### REQUIREMENT
Please write every entry out again, exactly as it reads below.

[SOURCE DATA]

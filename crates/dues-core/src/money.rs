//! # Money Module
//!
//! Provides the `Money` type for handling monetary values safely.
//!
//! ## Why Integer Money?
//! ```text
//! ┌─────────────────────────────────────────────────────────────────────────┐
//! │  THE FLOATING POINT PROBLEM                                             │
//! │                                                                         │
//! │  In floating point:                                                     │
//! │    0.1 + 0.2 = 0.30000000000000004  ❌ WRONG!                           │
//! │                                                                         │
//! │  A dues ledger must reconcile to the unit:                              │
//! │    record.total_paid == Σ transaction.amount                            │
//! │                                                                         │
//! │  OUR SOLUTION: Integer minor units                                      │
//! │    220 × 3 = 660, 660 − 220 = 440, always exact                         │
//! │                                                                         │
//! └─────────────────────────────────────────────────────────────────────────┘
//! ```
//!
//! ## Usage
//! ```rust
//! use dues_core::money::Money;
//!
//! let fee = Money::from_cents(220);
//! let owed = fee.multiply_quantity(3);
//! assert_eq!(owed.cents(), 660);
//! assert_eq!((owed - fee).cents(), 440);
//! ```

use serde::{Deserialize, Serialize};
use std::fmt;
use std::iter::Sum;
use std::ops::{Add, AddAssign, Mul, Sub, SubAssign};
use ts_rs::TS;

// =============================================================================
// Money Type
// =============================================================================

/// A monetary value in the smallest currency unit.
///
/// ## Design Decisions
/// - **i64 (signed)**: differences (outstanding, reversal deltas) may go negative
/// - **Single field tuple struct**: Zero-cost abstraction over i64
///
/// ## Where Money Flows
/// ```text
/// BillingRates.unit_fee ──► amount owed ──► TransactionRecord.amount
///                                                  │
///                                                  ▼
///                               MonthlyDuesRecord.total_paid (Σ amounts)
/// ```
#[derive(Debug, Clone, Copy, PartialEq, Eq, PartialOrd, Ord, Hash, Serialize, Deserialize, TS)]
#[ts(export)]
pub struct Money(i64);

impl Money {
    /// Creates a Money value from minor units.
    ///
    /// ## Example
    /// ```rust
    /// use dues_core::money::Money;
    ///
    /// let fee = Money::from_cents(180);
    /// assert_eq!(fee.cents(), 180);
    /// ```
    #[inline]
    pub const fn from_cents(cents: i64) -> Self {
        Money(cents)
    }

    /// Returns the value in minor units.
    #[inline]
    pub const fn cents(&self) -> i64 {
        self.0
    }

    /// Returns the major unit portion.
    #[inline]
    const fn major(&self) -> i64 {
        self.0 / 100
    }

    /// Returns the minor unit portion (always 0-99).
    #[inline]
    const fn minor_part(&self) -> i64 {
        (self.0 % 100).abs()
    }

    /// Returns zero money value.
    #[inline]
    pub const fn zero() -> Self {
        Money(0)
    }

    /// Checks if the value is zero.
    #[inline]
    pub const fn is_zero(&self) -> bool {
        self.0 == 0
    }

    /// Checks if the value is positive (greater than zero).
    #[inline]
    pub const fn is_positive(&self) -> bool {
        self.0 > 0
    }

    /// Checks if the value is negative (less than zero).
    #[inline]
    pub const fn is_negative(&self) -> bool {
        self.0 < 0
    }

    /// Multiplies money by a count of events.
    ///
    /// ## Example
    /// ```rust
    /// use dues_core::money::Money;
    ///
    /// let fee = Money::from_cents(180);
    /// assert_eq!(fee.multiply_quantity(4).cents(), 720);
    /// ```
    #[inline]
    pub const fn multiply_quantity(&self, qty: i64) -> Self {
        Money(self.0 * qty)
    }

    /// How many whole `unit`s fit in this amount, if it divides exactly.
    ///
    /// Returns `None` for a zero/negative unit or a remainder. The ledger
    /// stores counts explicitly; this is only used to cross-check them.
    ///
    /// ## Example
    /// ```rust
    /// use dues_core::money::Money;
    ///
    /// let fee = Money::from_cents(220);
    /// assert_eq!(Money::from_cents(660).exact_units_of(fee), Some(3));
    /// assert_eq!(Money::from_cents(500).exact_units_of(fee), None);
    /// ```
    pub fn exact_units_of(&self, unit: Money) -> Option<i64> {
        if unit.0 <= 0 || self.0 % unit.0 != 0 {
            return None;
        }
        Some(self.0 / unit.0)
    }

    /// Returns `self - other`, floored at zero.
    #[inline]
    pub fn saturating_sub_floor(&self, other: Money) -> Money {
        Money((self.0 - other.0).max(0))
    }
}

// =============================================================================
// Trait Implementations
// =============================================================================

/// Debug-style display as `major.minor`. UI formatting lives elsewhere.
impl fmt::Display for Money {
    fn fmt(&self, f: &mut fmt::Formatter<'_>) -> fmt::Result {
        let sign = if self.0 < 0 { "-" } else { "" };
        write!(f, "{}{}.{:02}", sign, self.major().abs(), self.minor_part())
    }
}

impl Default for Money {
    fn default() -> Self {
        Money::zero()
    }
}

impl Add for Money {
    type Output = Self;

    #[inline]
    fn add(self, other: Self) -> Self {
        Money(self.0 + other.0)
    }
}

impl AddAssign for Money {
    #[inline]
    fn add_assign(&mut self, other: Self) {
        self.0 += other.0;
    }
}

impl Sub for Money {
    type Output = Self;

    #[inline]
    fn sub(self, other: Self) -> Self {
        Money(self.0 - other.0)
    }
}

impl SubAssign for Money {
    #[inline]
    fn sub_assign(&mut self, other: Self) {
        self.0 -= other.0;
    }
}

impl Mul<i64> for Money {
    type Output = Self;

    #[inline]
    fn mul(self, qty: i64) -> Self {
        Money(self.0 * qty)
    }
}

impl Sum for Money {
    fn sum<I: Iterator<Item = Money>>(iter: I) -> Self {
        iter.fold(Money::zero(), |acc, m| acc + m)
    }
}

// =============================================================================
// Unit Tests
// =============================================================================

[/SOURCE DATA]

### RESULT OF THE TASK
filename crates/dues-core/src/money.rs
//! # Money Module
//!
//! Provides the `Money` type for handling monetary values safely.
//!
//! ## Why Integer Money?
//! ```text
//! ┌─────────────────────────────────────────────────────────────────────────┐
//! │  THE FLOATING POINT PROBLEM                                             │
//! │                                                                         │
//! │  In floating point:                                                     │
//! │    0.1 + 0.2 = 0.30000000000000004  ❌ WRONG!                           │
//! │                                                                         │
//! │  A dues ledger must reconcile to the unit:                              │
//! │    record.total_paid == Σ transaction.amount                            │
//! │                                                                         │
//! │  OUR SOLUTION: Integer minor units                                      │
//! │    220 × 3 = 660, 660 − 220 = 440, always exact                         │
//! │                                                                         │
//! └─────────────────────────────────────────────────────────────────────────┘
//! ```
//!
//! ## Usage
//! ```rust
//! use dues_core::money::Money;
//!
//! let fee = Money::from_cents(220);
//! let owed = fee.multiply_quantity(3);
//! assert_eq!(owed.cents(), 660);
//! assert_eq!((owed - fee).cents(), 440);
//! ```

use serde::{Deserialize, Serialize};
use std::fmt;
use std::iter::Sum;
use std::ops::{Add, AddAssign, Mul, Sub, SubAssign};
use ts_rs::TS;

// =============================================================================
// Money Type
// =============================================================================

/// A monetary value in the smallest currency unit.
///
/// ## Design Decisions
/// - **i64 (signed)**: differences (outstanding, reversal deltas) may go negative
/// - **Single field tuple struct**: Zero-cost abstraction over i64
///
/// ## Where Money Flows
/// ```text
/// BillingRates.unit_fee ──► amount owed ──► TransactionRecord.amount
///                                                  │
///                                                  ▼
///                               MonthlyDuesRecord.total_paid (Σ amounts)
/// ```
#[derive(Debug, Clone, Copy, PartialEq, Eq, PartialOrd, Ord, Hash, Serialize, Deserialize, TS)]
#[ts(export)]
pub struct Money(i64);

impl Money {
    /// Creates a Money value from minor units.
    ///
    /// ## Example
    /// ```rust
    /// use dues_core::money::Money;
    ///
    /// let fee = Money::from_cents(180);
    /// assert_eq!(fee.cents(), 180);
    /// ```
    #[inline]
    pub const fn from_cents(cents: i64) -> Self {
        Money(cents)
    }

    /// Returns the value in minor units.
    #[inline]
    pub const fn cents(&self) -> i64 {
        self.0
    }

    /// Returns the major unit portion.
    #[inline]
    const fn major(&self) -> i64 {
        self.0 / 100
    }

    /// Returns the minor unit portion (always 0-99).
    #[inline]
    const fn minor_part(&self) -> i64 {
        (self.0 % 100).abs()
    }

    /// Returns zero money value.
    #[inline]
    pub const fn zero() -> Self {
        Money(0)
    }

    /// Checks if the value is zero.
    #[inline]
    pub const fn is_zero(&self) -> bool {
        self.0 == 0
    }

    /// Checks if the value is positive (greater than zero).
    #[inline]
    pub const fn is_positive(&self) -> bool {
        self.0 > 0
    }

    /// Checks if the value is negative (less than zero).
    #[inline]
    pub const fn is_negative(&self) -> bool {
        self.0 < 0
    }

    /// Multiplies money by a count of events.
    ///
    /// ## Example
    /// ```rust
    /// use dues_core::money::Money;
    ///
    /// let fee = Money::from_cents(180);
    /// assert_eq!(fee.multiply_quantity(4).cents(), 720);
    /// ```
    #[inline]
    pub const fn multiply_quantity(&self, qty: i64) -> Self {
        Money(self.0 * qty)
    }

    /// How many whole `unit`s fit in this amount, if it divides exactly.
    ///
    /// Returns `None` for a zero/negative unit or a remainder. The ledger
    /// stores counts explicitly; this is only used to cross-check them.
    ///
    /// ## Example
    /// ```rust
    /// use dues_core::money::Money;
    ///
    /// let fee = Money::from_cents(220);
    /// assert_eq!(Money::from_cents(660).exact_units_of(fee), Some(3));
    /// assert_eq!(Money::from_cents(500).exact_units_of(fee), None);
    /// ```
    pub fn exact_units_of(&self, unit: Money) -> Option<i64> {
        if unit.0 <= 0 || self.0 % unit.0 != 0 {
            return None;
        }
        Some(self.0 / unit.0)
    }

    /// Returns `self - other`, floored at zero.
    #[inline]
    pub fn saturating_sub_floor(&self, other: Money) -> Money {
        Money((self.0 - other.0).max(0))
    }
}

// =============================================================================
// Trait Implementations
// =============================================================================

/// Debug-style display as `major.minor`. UI formatting lives elsewhere.
impl fmt::Display for Money {
    fn fmt(&self, f: &mut fmt::Formatter<'_>) -> fmt::Result {
        let sign = if self.0 < 0 { "-" } else { "" };
        write!(f, "{}{}.{:02}", sign, self.major().abs(), self.minor_part())
    }
}

impl Default for Money {
    fn default() -> Self {
        Money::zero()
    }
}

impl Add for Money {
    type Output = Self;

    #[inline]
    fn add(self, other: Self) -> Self {
        Money(self.0 + other.0)
    }
}

impl AddAssign for Money {
    #[inline]
    fn add_assign(&mut self, other: Self) {
        self.0 += other.0;
    }
}

impl Sub for Money {
    type Output = Self;

    #[inline]
    fn sub(self, other: Self) -> Self {
        Money(self.0 - other.0)
    }
}

impl SubAssign for Money {
    #[inline]
    fn sub_assign(&mut self, other: Self) {
        self.0 -= other.0;
    }
}

impl Mul<i64> for Money {
    type Output = Self;

    #[inline]
    fn mul(self, qty: i64) -> Self {
        Money(self.0 * qty)
    }
}

impl Sum for Money {
    fn sum<I: Iterator<Item = Money>>(iter: I) -> Self {
        iter.fold(Money::zero(), |acc, m| acc + m)
    }
}

// =============================================================================
// Unit Tests
// =============================================================================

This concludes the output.